(Collected data entries)
[Start of section]
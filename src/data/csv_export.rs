use crate::core::{Organization, Ticket, User};
use crate::error::{BiletoError, Result};
use csv::Writer;
use std::collections::HashMap;

const HEADER: [&str; 9] = [
    "number",
    "title",
    "status",
    "type",
    "priority",
    "organization",
    "requester",
    "assignee",
    "created_at",
];

/// Export tickets to CSV
///
/// Organizations are written by name and users by e-mail. References to
/// records missing from `organizations` or `users` are left blank.
pub fn tickets_to_csv(
    tickets: &[Ticket],
    organizations: &[Organization],
    users: &[User],
) -> Result<String> {
    let organizations: HashMap<_, _> = organizations
        .iter()
        .map(|o| (&o.id, o.name.as_str()))
        .collect();
    let emails: HashMap<_, _> = users.iter().map(|u| (&u.id, u.email.as_str())).collect();

    let mut writer = Writer::from_writer(vec![]);
    writer.write_record(HEADER)?;

    for ticket in tickets {
        writer.write_record([
            ticket.number.to_string(),
            ticket.title.clone(),
            ticket.status.to_string(),
            ticket.ticket_type.to_string(),
            ticket.priority.to_string(),
            organizations
                .get(&ticket.organization_id)
                .copied()
                .unwrap_or_default()
                .to_string(),
            emails
                .get(&ticket.requester_id)
                .copied()
                .unwrap_or_default()
                .to_string(),
            ticket
                .assignee_id
                .as_ref()
                .and_then(|id| emails.get(id).copied())
                .unwrap_or_default()
                .to_string(),
            ticket.created_at.to_rfc3339(),
        ])?;
    }

    let bytes = writer
        .into_inner()
        .map_err(|e| BiletoError::custom(format!("Failed to get CSV data: {e}")))?;
    String::from_utf8(bytes).map_err(|e| BiletoError::custom(format!("Invalid UTF-8 in CSV: {e}")))
}
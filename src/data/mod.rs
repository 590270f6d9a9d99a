//! Import and export of project data
//!
//! A [`Bundle`] holds every record of a project. It is written as JSON or
//! YAML and loaded back by an [`Importer`], which refuses the whole bundle
//! when any record is inconsistent.

mod bundle;
mod csv_export;
mod format;
mod import;

pub use bundle::{BUNDLE_VERSION, Bundle};
pub use csv_export::tickets_to_csv;
pub use format::DataFormat;
pub use import::{ImportSummary, Importer};
use super::common::HandlerContext;
use crate::auth::permission::ADMIN_MANAGE_MAILBOXES;
use crate::cli::output::OutputFormatter;
use crate::error::Result;
use crate::mailbox::{DirectorySource, MailboxProcessor};
use std::path::PathBuf;

/// Handler for `mailbox collect`
///
/// Reads the spool directory (the configured one unless `--dir` is given)
/// and processes every pending e-mail, including the ones that failed on a
/// previous run.
pub fn handle_mailbox_collect(ctx: &HandlerContext, dir: Option<&str>, output: &OutputFormatter) -> Result<()> {
    ctx.admin(ADMIN_MANAGE_MAILBOXES)?;
    let spool = dir.map_or_else(|| ctx.config.spool_dir(&ctx.data_dir), PathBuf::from);

    let mut processor = MailboxProcessor::new(
        &ctx.storage,
        ctx.config.notification_settings(),
        ctx.config.mailbox.max_attempts,
    )?;
    let mut source = DirectorySource::new(&spool);
    let report = processor.collect(&mut source)?;

    if output.is_json() {
        return output.print_json(&report);
    }
    output.success(&format!("Collected {} e-mail(s) from {}", report.fetched, spool.display()));
    output.info(&format!(
        "Tickets created: {}, answers: {}, discarded: {}",
        report.created, report.answered, report.discarded
    ));
    if report.failed > 0 {
        output.warning(&format!(
            "{} e-mail(s) failed; see `bileto mailbox failed`",
            report.failed
        ));
    }
    if report.skipped > 0 {
        output.warning(&format!(
            "{} e-mail(s) skipped after {} attempts",
            report.skipped, ctx.config.mailbox.max_attempts
        ));
    }
    Ok(())
}

pub fn handle_mailbox_failed(ctx: &HandlerContext, output: &OutputFormatter) -> Result<()> {
    ctx.admin(ADMIN_MANAGE_MAILBOXES)?;
    let processor = MailboxProcessor::new(
        &ctx.storage,
        ctx.config.notification_settings(),
        ctx.config.mailbox.max_attempts,
    )?;
    let failed = processor.failed()?;

    if output.is_json() {
        return output.print_json(&failed);
    }
    if failed.is_empty() {
        output.info("No failing e-mails");
        return Ok(());
    }
    for pending in &failed {
        output.title(&format!("{} ({})", pending.email.subject, pending.email.from));
        output.field("Message-ID", &pending.email.message_id);
        output.field("Attempts", &pending.attempts.to_string());
        output.field("Error", pending.last_error.as_deref().unwrap_or_default());
    }
    Ok(())
}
[End of section]
Task objective: Which lines of the entries above contain the string "report"? Copy each one.

Written solution:
    let report = processor.collect(&mut source)?;
        return output.print_json(&report);
    output.success(&format!("Collected {} e-mail(s) from {}", report.fetched, spool.display()));
        report.created, report.answered, report.discarded
    if report.failed > 0 {
            report.failed
    if report.skipped > 0 {
            report.skipped, ctx.config.mailbox.max_attempts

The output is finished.